Sometimes, Kony would force the children to kill their own parents, ensuring they could never go home. Girls were recruited as sex slaves, or made into porters, cooks and cleaners to maintain the camps. They were always hungry, always sick. They raided villages for supplies, unleashing horrors on anybody they found there. Regular “punishments” included cutting off lips, eyelids and buttocks, while one former child soldier recalls stuffing a family into old tyres, which he then set alight.

For many of the child soldiers, it was too much. They tried to escape, but those that were caught were brutally tortured. “When I was captured, they brought me back to the other children and asked what should be done with me,” former child soldier Walter Ocan told a Canadian documentary crew. “They answered I should be killed. Then they tied my hands together and took turns swinging an axe at my head while everybody watched. I passed out, and when I woke up they were kicking my lifeless body. Then they jumped up and down on my stomach three times. Somehow the next morning I woke up, and started walking away.”

It’s little wonder, they obeyed. Alongside the brutality, Kony created a cult of personality, regularly talking with the spirits that guided him and telling the children the Ugandan army would torture and kill them if they were caught. They had nowhere to go.


When Obama offered a US$5 million bounty for information leading to the capture of Joseph Kony in 2012, many believed the warlord would be caught within months. What they hadn’t considered was that Kony was smart. His army was divided into autonomous cells operating independently under zealous commanders. Very few of them knew where Kony was, and most of the time he wasn’t even in Uganda.
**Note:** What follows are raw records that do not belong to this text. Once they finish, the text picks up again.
impl RecenterEntry {
    fn is_degenerate(&self) -> bool {
        !(self.sigma_x.is_finite()
            && self.sigma_y.is_finite()
            && self.sigma_x > 0.0
            && self.sigma_y > 0.0)
    }
}

/// Fourier coefficients $`\langle\sin(kn\Psi)\rangle`$ and $`\langle\cos(kn\Psi)\rangle`$ for
/// $`k = 1, \ldots, k_{\max}`$.
#[derive(Debug, Clone, PartialEq, Serialize, Deserialize)]
pub struct ShiftEntry {
    /// $`\langle\sin(kn\Psi)\rangle`$, index `k - 1`.
    pub sin_avg: Vec<f64>,
    /// $`\langle\cos(kn\Psi)\rangle`$, index `k - 1`.
    pub cos_avg: Vec<f64>,
    /// Number of events measured.
    pub entries: u64,
}

impl ShiftEntry {
    /// The highest Fourier term available.
    pub fn order(&self) -> usize {
        self.sin_avg.len().min(self.cos_avg.len())
    }
}

/// How far a profile can correct the angles of one harmonic.
#[derive(Debug, Clone, Copy, PartialEq, Eq, PartialOrd, Ord, Hash)]
pub enum CorrectionStage {
    /// No constants: angles are used as measured.
    Raw,
    /// Recentering constants only.
    Recentered,
    /// Recentering and flattening constants.
    Flattened,
}

impl Display for CorrectionStage {
    fn fmt(&self, f: &mut std::fmt::Formatter<'_>) -> std::fmt::Result {
        match self {
            CorrectionStage::Raw => write!(f, "raw"),
            CorrectionStage::Recentered => write!(f, "recentered"),
            CorrectionStage::Flattened => write!(f, "flattened"),
        }
    }
}

/// The correction constants of a run, keyed by [`CalibrationKey`].
#[derive(Debug, Clone, Default, PartialEq, Serialize, Deserialize)]
pub struct CalibrationProfile {
    recenter: IndexMap<CalibrationKey, RecenterEntry>,
    shift: IndexMap<CalibrationKey, ShiftEntry>,
}

impl ReadWrite for CalibrationProfile {}

impl CalibrationProfile {
    /// Add or replace a recentering entry.
    pub fn insert_recenter(&mut self, key: CalibrationKey, entry: RecenterEntry) {
        self.recenter.insert(key, entry);
    }

    /// Add or replace a flattening entry.
    pub fn insert_shift(&mut self, key: CalibrationKey, entry: ShiftEntry) {
        self.shift.insert(key, entry);
    }

    /// The recentering entry for a key.
    pub fn recenter_entry(&self, key: &CalibrationKey) -> Option<&RecenterEntry> {
        self.recenter.get(key)
    }

    /// The flattening entry for a key.
    pub fn shift_entry(&self, key: &CalibrationKey) -> Option<&ShiftEntry> {
        self.shift.get(key)
    }

    /// Number of recentering entries.
    pub fn n_recenter(&self) -> usize {
        self.recenter.len()
    }

    /// Number of flattening entries.
    pub fn n_shift(&self) -> usize {
        self.shift.len()
    }

    /// Whether the profile holds no entries at all.
    pub fn is_empty(&self) -> bool {
        self.recenter.is_empty() && self.shift.is_empty()
    }

    /// The most complete correction this profile supports for `harmonic`.
    pub fn stage(&self, harmonic: Harmonic) -> CorrectionStage {
        let has_recenter = self.recenter.keys().any(|key| key.harmonic == harmonic);
        let has_shift = self.shift.keys().any(|key| key.harmonic == harmonic);
        match (has_recenter, has_shift) {
            (true, true) => CorrectionStage::Flattened,
            (true, false) => CorrectionStage::Recentered,
            _ => CorrectionStage::Raw,
        }
    }

    /// Return $`Q' = (Q - \langle Q\rangle)/\sigma_Q`$, component-wise.
    ///
    /// # Errors
    ///
    /// [`FlowError::MissingCalibration`] if the key has no entry and
    /// [`FlowError::DegenerateCalibration`] if either width is zero, negative or not finite.
    pub fn recenter(&self, key: &CalibrationKey, q: &QVector) -> FlowResult<QVector> {
        let entry = self
            .recenter
            .get(key)
            .ok_or_else(|| FlowError::MissingCalibration {
                key: key.to_string(),
            })?;
        if entry.is_degenerate() {
            return Err(FlowError::DegenerateCalibration {
                key: key.to_string(),
                sigma_x: entry.sigma_x,
                sigma_y: entry.sigma_y,
            });
        }
        Ok(QVector {
            x: (q.x - entry.mean_x) / entry.sigma_x,
            y: (q.y - entry.mean_y) / entry.sigma_y,
            ..*q
        })
    }

    /// Apply the Fourier shift correction to a recentered angle.
    ///
    /// # Errors
    ///
    /// [`FlowError::MissingCalibration`] if the key has no flattening entry.
    pub fn flatten(&self, key: &CalibrationKey, psi: f64) -> FlowResult<Option<f64>> {
        let entry = self
            .shift
            .get(key)
            .ok_or_else(|| FlowError::MissingCalibration {
                key: key.to_string(),
            })?;
        Ok(flatten_angle(
            psi,
            key.harmonic,
            &entry.sin_avg,
            &entry.cos_avg,
        ))
    }
}

/// The truncated Fourier shift
/// ```math
/// \Psi' = \Psi + \sum_{k=1}^{k_{\max}} \frac{2}{kn}\left(-\langle\sin kn\Psi\rangle\cos kn\Psi
///   + \langle\cos kn\Psi\rangle\sin kn\Psi\right)
/// ```
/// wrapped into $`[0, 2\pi/n)`$.
pub fn flatten_angle(psi: f64, harmonic: Harmonic, sin_avg: &[f64], cos_avg: &[f64]) -> Option<f64> {
    let n = harmonic.as_f64();
    let shift: f64 = sin_avg
        .iter()
        .zip(cos_avg)
        .enumerate()
        .map(|(i, (s, c))| {
            let k = (i + 1) as f64;
            let arg = k * n * psi;
            2.0 / (k * n) * (-s * arg.cos() + c * arg.sin())
        })
        .sum();
    wrap_angle(psi + shift, harmonic.period())
}

#[derive(Debug, Clone, Default)]
struct ShiftAccumulator {
    sin: Vec<RunningStats>,
    cos: Vec<RunningStats>,
}

/// Collects the statistics for the next calibration step during a pass.
#[derive(Debug, Clone)]
pub struct CalibrationBuilder {
    flatten_order: usize,
    recenter: IndexMap<CalibrationKey, (RunningStats, RunningStats)>,
    shift: IndexMap<CalibrationKey, ShiftAccumulator>,
}

impl CalibrationBuilder {
    /// A builder measuring Fourier terms up to `flatten_order`.
    pub fn new(flatten_order: usize) -> Self {
        Self {
            flatten_order,
            recenter: IndexMap::new(),
            shift: IndexMap::new(),
        }
    }

    /// Record a raw $`Q`$-vector for the recentering step.
    pub fn fill_recenter(&mut self, key: &CalibrationKey, q: &QVector) {
        let (x, y) = self.recenter.entry(key.clone()).or_default();
        x.push(q.x);
        y.push(q.y);
    }

    /// Record a recentered angle for the flattening step.
    pub fn fill_shift(&mut self, key: &CalibrationKey, psi: f64) {
        let order = self.flatten_order;
        let accumulator = self
            .shift
            .entry(key.clone())
            .or_insert_with(|| ShiftAccumulator {
                sin: vec![RunningStats::default(); order],
                cos: vec![RunningStats::default(); order],
            });
        let n = key.harmonic.as_f64();
        for (i, (s, c)) in accumulator
            .sin
            .iter_mut()
            .zip(accumulator.cos.iter_mut())
            .enumerate()
        {
            let arg = (i + 1) as f64 * n * psi;
            s.push(arg.sin());
            c.push(arg.cos());
        }
    }

    /// Whether nothing has been recorded.
    pub fn is_empty(&self) -> bool {
        self.recenter.is_empty() && self.shift.is_empty()
    }

    /// Merge the measurements into a copy of `input`.
    ///
    /// Keys measured in fewer than `min_entries` events are left out, as are recentering
    /// measurements with a vanishing width. New entries replace input entries with the same key.
    pub fn finish(self, input: &CalibrationProfile, min_entries: u64) -> CalibrationProfile {
        let mut profile = input.clone();
        for (key, (x, y)) in self.recenter {
            if x.entries() < min_entries {
                continue;
            }
            let entry = RecenterEntry {
                mean_x: x.mean(),
                mean_y: y.mean(),
                sigma_x: x.std_dev(),
                sigma_y: y.std_dev(),
                entries: x.entries(),
            };
            if entry.is_degenerate() {
                warn!(%key, "dropping recentering entry with vanishing width");
                continue;
            }
            profile.insert_recenter(key, entry);
        }
        for (key, accumulator) in self.shift {
            let entries = accumulator.sin.first().map_or(0, RunningStats::entries);
            if entries < min_entries {
                continue;
            }
            profile.insert_shift(
                key,
                ShiftEntry {
                    sin_avg: accumulator.sin.iter().map(RunningStats::mean).collect(),
                    cos_avg: accumulator.cos.iter().map(RunningStats::mean).collect(),
                    entries,
                },
            );
        }
        profile
    }
}
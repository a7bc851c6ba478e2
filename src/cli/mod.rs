pub mod commands;
pub mod handlers;
pub mod output;

pub use commands::{CliArgs, Commands, DetectArgs, PlanArgs, ProvidersArgs, ScanArgs};
pub use handlers::{handle_detect, handle_plan, handle_providers};
pub use output::{OutputFormat, OutputFormatter, ProviderInfo};
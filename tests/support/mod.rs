use std::fs;
use std::path::{Path, PathBuf};
use tempfile::TempDir;

/// On-disk project built from (relative path, content) pairs
pub struct ProjectFixture {
    dir: TempDir,
}

impl ProjectFixture {
    pub fn new(files: &[(&str, &str)]) -> Self {
        let dir = TempDir::new().expect("Failed to create temp dir");
        for (path, content) in files {
            let full = dir.path().join(path);
            if let Some(parent) = full.parent() {
                fs::create_dir_all(parent).expect("Failed to create parent dirs");
            }
            fs::write(&full, content).expect("Failed to write fixture file");
        }
        Self { dir }
    }

    pub fn path(&self) -> &Path {
        self.dir.path()
    }
}

#[allow(dead_code)]
pub fn stackplan_bin() -> PathBuf {
    PathBuf::from(env!("CARGO_BIN_EXE_stackplan"))
}
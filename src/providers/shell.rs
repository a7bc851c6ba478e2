//! Shell script provider

use super::{CommandOptions, Commands, DetectResult, ProjectFiles, Provider};
use crate::bootstrap::FileInfo;
use crate::fs::ProjectContext;
use anyhow::Result;
use std::collections::BTreeMap;
use std::path::Path;

const SCRIPTS: &[(&str, f64)] = &[("start.sh", 0.5), ("entrypoint.sh", 0.4), ("run.sh", 0.4)];

pub struct ShellProvider;

/// Interpreter named by the shebang line, defaulting to `sh`
fn interpreter(content: &str) -> String {
    let Some(shebang) = content.lines().next().and_then(|l| l.strip_prefix("#!")) else {
        return "sh".to_string();
    };
    let mut parts = shebang.split_whitespace();
    let program = parts.next().unwrap_or("sh");
    let name = program.rsplit('/').next().unwrap_or(program);
    if name == "env" {
        parts.next().unwrap_or("sh").to_string()
    } else {
        name.to_string()
    }
}

impl Provider for ShellProvider {
    fn name(&self) -> &str {
        "shell"
    }

    fn language(&self) -> &str {
        "shell"
    }

    fn priority(&self) -> u32 {
        100
    }

    fn detect(
        &self,
        _project_path: &Path,
        files: &[FileInfo],
        ctx: &dyn ProjectContext,
    ) -> Result<DetectResult> {
        let project = ProjectFiles::new(files);
        let Some((script, confidence)) = SCRIPTS.iter().find(|(s, _)| project.has_file(s)) else {
            return Ok(DetectResult::no_match());
        };

        let content = project.read(ctx, script)?.unwrap_or_default();
        let shell = interpreter(&content);

        Ok(DetectResult::matched(self.name(), self.language(), *confidence)
            .with_metadata("script", *script)
            .with_metadata("interpreter", shell.clone())
            .with_build_tool(shell)
            .with_evidence(vec![script.to_string()], format!("{} found", script)))
    }

    fn generate_commands(&self, result: &DetectResult, _options: &CommandOptions) -> Commands {
        let script = result.meta("script").unwrap_or("start.sh");
        let shell = result.meta("interpreter").unwrap_or("sh");
        let run = format!("{} {}", shell, script);

        Commands {
            dev: vec![run.clone()],
            build: vec![format!("chmod +x {}", script)],
            start: vec![run],
        }
    }

    fn generate_environment(&self, _result: &DetectResult) -> BTreeMap<String, String> {
        BTreeMap::new()
    }

    fn needs_native_compilation(&self, _result: &DetectResult) -> bool {
        false
    }
}
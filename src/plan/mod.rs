//! Execution plan generation
//!
//! Turns the engine's result list into an [`ExecutionPlan`] by asking the
//! primary result's provider for commands, environment and toolchain needs.

mod generator;
mod schema;

pub use generator::{PlanGenerator, PlanOptions, DEFAULT_BASE_IMAGE, NATIVE_BUILD_PACKAGES};
pub use schema::{Alternative, ExecutionPlan};
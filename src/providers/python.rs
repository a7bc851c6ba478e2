//! Python provider

use super::{env_map, CommandOptions, Commands, DetectResult, ProjectFiles, Provider};
use crate::bootstrap::FileInfo;
use crate::fs::ProjectContext;
use anyhow::Result;
use std::collections::{BTreeMap, HashSet};
use std::path::Path;
use tracing::debug;

const MANIFESTS: &[&str] = &["pyproject.toml", "requirements.txt", "Pipfile", "setup.py"];
const LOCKFILES: &[&str] = &["poetry.lock", "uv.lock", "Pipfile.lock"];
const ENTRYPOINTS: &[&str] = &["main.py", "app.py", "server.py", "wsgi.py"];

/// Packages whose builds need a C toolchain when no wheel is available
const NATIVE_PACKAGES: &[&str] = &[
    "psycopg2",
    "mysqlclient",
    "numpy",
    "pandas",
    "lxml",
    "cryptography",
];

pub struct PythonProvider;

impl PythonProvider {
    fn package_manager(project: &ProjectFiles, pyproject: Option<&str>) -> &'static str {
        if project.has_file("poetry.lock")
            || pyproject.is_some_and(|c| c.contains("[tool.poetry]"))
        {
            "poetry"
        } else if project.has_file("uv.lock") || pyproject.is_some_and(|c| c.contains("[tool.uv]"))
        {
            "uv"
        } else if project.has_file("Pipfile") {
            "pipenv"
        } else {
            "pip"
        }
    }

    fn framework(project: &ProjectFiles, deps: &HashSet<String>) -> Option<&'static str> {
        if project.has_file("manage.py") || deps.contains("django") {
            Some("django")
        } else if deps.contains("fastapi") {
            Some("fastapi")
        } else if deps.contains("flask") {
            Some("flask")
        } else if deps.contains("streamlit") {
            Some("streamlit")
        } else {
            None
        }
    }

    fn run_prefix(result: &DetectResult) -> &'static str {
        match result.package_manager.as_deref() {
            Some("poetry") => "poetry run ",
            Some("uv") => "uv run ",
            Some("pipenv") => "pipenv run ",
            _ => "",
        }
    }

    fn install_commands(result: &DetectResult) -> Vec<String> {
        match result.package_manager.as_deref() {
            Some("poetry") => vec!["poetry install --no-interaction --no-root".to_string()],
            Some("uv") => vec!["uv sync --frozen".to_string()],
            Some("pipenv") => vec!["pipenv install --deploy".to_string()],
            _ if result.meta_flag("requirements") => {
                vec!["pip install -r requirements.txt".to_string()]
            }
            _ => vec!["pip install .".to_string()],
        }
    }
}

/// Lowercased tokens of dependency declarations
///
/// Splitting on anything that cannot appear in a distribution name turns
/// `Django>=4.2`, `"fastapi[all]"` and `flask = "^3"` into bare names.
fn dependency_tokens(sources: &[&str]) -> HashSet<String> {
    sources
        .iter()
        .flat_map(|s| {
            s.split(|c: char| !(c.is_ascii_alphanumeric() || c == '-' || c == '_' || c == '.'))
        })
        .filter(|t| !t.is_empty())
        .map(|t| t.to_ascii_lowercase())
        .collect()
}

fn version_from_pyproject(content: &str) -> Option<String> {
    let parsed: toml::Value = toml::from_str(content).ok()?;
    let requires = parsed
        .get("project")
        .and_then(|p| p.get("requires-python"))
        .or_else(|| {
            parsed
                .get("tool")
                .and_then(|t| t.get("poetry"))
                .and_then(|p| p.get("dependencies"))
                .and_then(|d| d.get("python"))
        })?
        .as_str()?;
    clean_version(requires)
}

fn clean_version(raw: &str) -> Option<String> {
    let version: String = raw
        .trim()
        .trim_start_matches("python-")
        .trim_start_matches(|c: char| !c.is_ascii_digit())
        .chars()
        .take_while(|c| c.is_ascii_digit() || *c == '.')
        .collect();
    let version = version.trim_end_matches('.');
    (!version.is_empty()).then(|| version.to_string())
}

impl Provider for PythonProvider {
    fn name(&self) -> &str {
        "python"
    }

    fn language(&self) -> &str {
        "python"
    }

    fn priority(&self) -> u32 {
        60
    }

    fn detect(
        &self,
        _project_path: &Path,
        files: &[FileInfo],
        ctx: &dyn ProjectContext,
    ) -> Result<DetectResult> {
        let project = ProjectFiles::new(files);
        let manifests = project.present(MANIFESTS);
        let entrypoint = project.first_of(ENTRYPOINTS);

        if manifests.is_empty() && entrypoint.is_none() {
            return Ok(DetectResult::no_match());
        }

        let requirements = project.read(ctx, "requirements.txt")?;
        let pyproject = project.read(ctx, "pyproject.toml")?;
        let pipfile = project.read(ctx, "Pipfile")?;
        let deps = dependency_tokens(
            &[&requirements, &pyproject, &pipfile]
                .iter()
                .filter_map(|c| c.as_deref())
                .collect::<Vec<_>>(),
        );

        let lockfiles = project.present(LOCKFILES);
        let confidence = if manifests.is_empty() {
            0.5
        } else if lockfiles.is_empty() {
            0.9
        } else {
            0.95
        };

        let package_manager = Self::package_manager(&project, pyproject.as_deref());
        let mut evidence: Vec<String> = manifests.iter().chain(lockfiles.iter()).cloned().collect();

        let mut result = DetectResult::matched(self.name(), self.language(), confidence)
            .with_package_manager(package_manager)
            .with_build_tool(package_manager);

        if requirements.is_some() {
            result = result.with_metadata("requirements", "true");
        }

        if let Some(framework) = Self::framework(&project, &deps) {
            result = result.with_framework(framework);
            if framework == "django" && project.has_file("manage.py") {
                evidence.push("manage.py".to_string());
            }
        }

        let entry = if result.framework == "django" {
            Some("manage.py")
        } else {
            entrypoint
        };
        if let Some(entry) = entry {
            result = result.with_metadata("entrypoint", entry);
            if manifests.is_empty() {
                evidence.push(entry.to_string());
            }
        }

        let native: Vec<&str> = NATIVE_PACKAGES
            .iter()
            .copied()
            .filter(|p| deps.contains(*p))
            .collect();
        if !native.is_empty() {
            result = result.with_metadata("native_deps", native.join(","));
        }

        let mut version = None;
        if let Some(file) = project.first_of(&[".python-version", "runtime.txt"]) {
            version = project.read(ctx, file)?.as_deref().and_then(clean_version);
            if version.is_some() {
                evidence.push(file.to_string());
            }
        }
        if version.is_none() {
            version = pyproject.as_deref().and_then(version_from_pyproject);
        }
        if let Some(version) = version {
            result = result.with_version(version);
        }

        debug!(
            package_manager,
            framework = %result.framework,
            "Python project detected"
        );

        let reason = if manifests.is_empty() {
            "Python entrypoint found without dependency manifest".to_string()
        } else {
            format!("Python dependency manifest found ({})", manifests.join(", "))
        };
        Ok(result.with_evidence(evidence, reason))
    }

    fn generate_commands(&self, result: &DetectResult, _options: &CommandOptions) -> Commands {
        let run = Self::run_prefix(result);
        let entry = result.meta("entrypoint").unwrap_or("main.py");
        let module = entry.trim_end_matches(".py");

        let (dev, start) = match result.framework.as_str() {
            "django" => (
                format!("{}python manage.py runserver 0.0.0.0:8000", run),
                format!(
                    "{}python manage.py migrate && {}python manage.py runserver 0.0.0.0:8000 --noreload",
                    run, run
                ),
            ),
            "fastapi" => (
                format!("{}uvicorn {}:app --reload --host 0.0.0.0 --port 8000", run, module),
                format!("{}uvicorn {}:app --host 0.0.0.0 --port 8000", run, module),
            ),
            "flask" => (
                format!("{}flask --app {} run --debug --host 0.0.0.0", run, module),
                format!("{}flask --app {} run --host 0.0.0.0", run, module),
            ),
            "streamlit" => (
                format!("{}streamlit run {}", run, entry),
                format!("{}streamlit run {} --server.headless true", run, entry),
            ),
            _ => (
                format!("{}python {}", run, entry),
                format!("{}python {}", run, entry),
            ),
        };

        Commands {
            dev: vec![dev],
            build: Self::install_commands(result),
            start: vec![start],
        }
    }

    fn generate_environment(&self, result: &DetectResult) -> BTreeMap<String, String> {
        let mut env = env_map(&[
            ("PYTHONUNBUFFERED", "1"),
            ("PYTHONDONTWRITEBYTECODE", "1"),
            ("PIP_DISABLE_PIP_VERSION_CHECK", "1"),
        ]);
        if result.package_manager.as_deref() == Some("poetry") {
            env.insert("POETRY_VIRTUALENVS_IN_PROJECT".to_string(), "true".to_string());
        }
        env
    }

    fn needs_native_compilation(&self, result: &DetectResult) -> bool {
        result.meta("native_deps").is_some()
    }

    fn excluded_dirs(&self) -> &[&str] {
        &["__pycache__", ".venv", "venv", ".tox", ".mypy_cache", ".pytest_cache"]
    }
}

#[cfg(test)]
mod tests {
    use super::*;
    use crate::providers::test_support::Fixture;
    use yare::parameterized;

    #[test]
    fn test_no_python_files() {
        let fixture = Fixture::new(&[("go.mod", "module x")]);
        assert!(!fixture.detect(&PythonProvider).matched);
    }

    #[test]
    fn test_requirements_flask() {
        let fixture = Fixture::new(&[
            ("requirements.txt", "Flask==3.0.0\ngunicorn>=21\n"),
            ("app.py", "from flask import Flask"),
            (".python-version", "3.12.1\n"),
        ]);
        let result = fixture.detect(&PythonProvider);

        assert!(result.matched);
        assert_eq!(result.language, "python");
        assert_eq!(result.confidence, 0.9);
        assert_eq!(result.framework, "flask");
        assert_eq!(result.version, "3.12.1");
        assert_eq!(result.package_manager.as_deref(), Some("pip"));
        assert_eq!(result.meta("entrypoint"), Some("app.py"));

        let commands = PythonProvider.generate_commands(&result, &CommandOptions::default());
        assert_eq!(commands.build, vec!["pip install -r requirements.txt"]);
        assert_eq!(commands.start, vec!["flask --app app run --host 0.0.0.0"]);
    }

    #[test]
    fn test_poetry_fastapi() {
        let fixture = Fixture::new(&[
            (
                "pyproject.toml",
                "[tool.poetry]\nname = \"api\"\n\n[tool.poetry.dependencies]\npython = \"^3.11\"\nfastapi = \"^0.110\"\n",
            ),
            ("poetry.lock", ""),
            ("main.py", ""),
        ]);
        let result = fixture.detect(&PythonProvider);

        assert_eq!(result.confidence, 0.95);
        assert_eq!(result.framework, "fastapi");
        assert_eq!(result.version, "3.11");
        assert_eq!(result.package_manager.as_deref(), Some("poetry"));

        let commands = PythonProvider.generate_commands(&result, &CommandOptions::default());
        assert_eq!(commands.build, vec!["poetry install --no-interaction --no-root"]);
        assert_eq!(
            commands.start,
            vec!["poetry run uvicorn main:app --host 0.0.0.0 --port 8000"]
        );

        let env = PythonProvider.generate_environment(&result);
        assert!(env.contains_key("POETRY_VIRTUALENVS_IN_PROJECT"));
    }

    #[test]
    fn test_django_via_manage_py() {
        let fixture = Fixture::new(&[
            ("requirements.txt", "psycopg2==2.9\n"),
            ("manage.py", ""),
        ]);
        let result = fixture.detect(&PythonProvider);

        assert_eq!(result.framework, "django");
        assert_eq!(result.meta("entrypoint"), Some("manage.py"));
        assert!(result.evidence.files.contains(&"manage.py".to_string()));
        assert!(PythonProvider.needs_native_compilation(&result));
    }

    #[test]
    fn test_entrypoint_only_low_confidence() {
        let fixture = Fixture::new(&[("main.py", "print('hi')")]);
        let result = fixture.detect(&PythonProvider);

        assert!(result.matched);
        assert_eq!(result.confidence, 0.5);
        assert_eq!(result.evidence.files, vec!["main.py"]);
        assert!(!PythonProvider.needs_native_compilation(&result));
    }

    #[parameterized(
        uv = { &[("pyproject.toml", "[project]\nname = \"x\"\n"), ("uv.lock", "")], "uv" },
        pipenv = { &[("Pipfile", "[packages]\nrequests = \"*\"\n")], "pipenv" },
        pip = { &[("setup.py", "from setuptools import setup")], "pip" },
    )]
    fn test_package_manager(entries: &[(&str, &str)], expected: &str) {
        let fixture = Fixture::new(entries);
        let result = fixture.detect(&PythonProvider);
        assert_eq!(result.package_manager.as_deref(), Some(expected));
    }

    #[test]
    fn test_binary_wheel_is_not_native() {
        let tokens = dependency_tokens(&["psycopg2-binary==2.9.9\n"]);
        assert!(tokens.contains("psycopg2-binary"));
        assert!(!tokens.contains("psycopg2"));
    }

    #[test]
    fn test_version_from_requires_python() {
        let content = "[project]\nname = \"x\"\nrequires-python = \">=3.10\"\n";
        assert_eq!(version_from_pyproject(content).as_deref(), Some("3.10"));
    }
}
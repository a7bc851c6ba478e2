//! File inventory collection

mod inventory;
mod scanner;

pub use inventory::{FileInfo, ScanOptions};
pub use scanner::ProjectScanner;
Reports suggested he was hiding somewhere in the Democratic Republic of Congo, which is the military equivalent of kicking over a hornet’s nest then standing back to admire your handwork.

Late in 2013, the US sent special forces units into Uganda to train local troops and provide logistical support. Forbidden from firing their weapons except in self-defence, the soldiers found themselves grudgingly impressed by Kony’s tactics. His units move every night, camping under foliage that shields them from drones and satellites. Radios are banned for fear of being tracked, and attacks are planned meticulously based on army patrols and village size. Their organisation has forced the US forces to rethink their tactics.

“The US spent eight years searching for Osama bin Laden using all the latest technology,” says Carolyn Barnett, a defence expert with the Centre For Strategic And International Studies. “Ultimately, it was human intelligence that led to him. I think it’s the same story with Joseph Kony. In the end, it’s going to be a defector that gives away his position.”


With this in mind, the US have started dropping leaflets on the jungle promising safe passage for any soldiers who want to flee the LRA. Intelligence gathered from these sources is then used to assault multiple camps, breaking down their will to fight. It seems to be working. A report published by Invisible Children and The Resolve suggests the LRA has lost between 16 to 20 per cent of the 200 Ugandan officers and fighters that were in its ranks at the beginning of 2013.

The LRA is as weak as it’s ever been, and if weren’t for the chaos erupting in the neighbouring Central Africa Republic – where Kony’s thought to be hiding – it’s believed they’d already be destroyed, with Kony either killed or in custody. Sadly, until that region’s stabilised it looks like Kony will continue to evade his pursuers, existing as a lingering nightmare for the people of Uganda.

Even so, considering it was Kony 2012 that pushed Obama to put US forces on the ground, Invisible Children should feel proud of what they’ve accomplished. Their campaign may not have gone exactly how they expected, but sometimes a little luck’s better than a lot of skill, especially when you’ve got a monster to slay.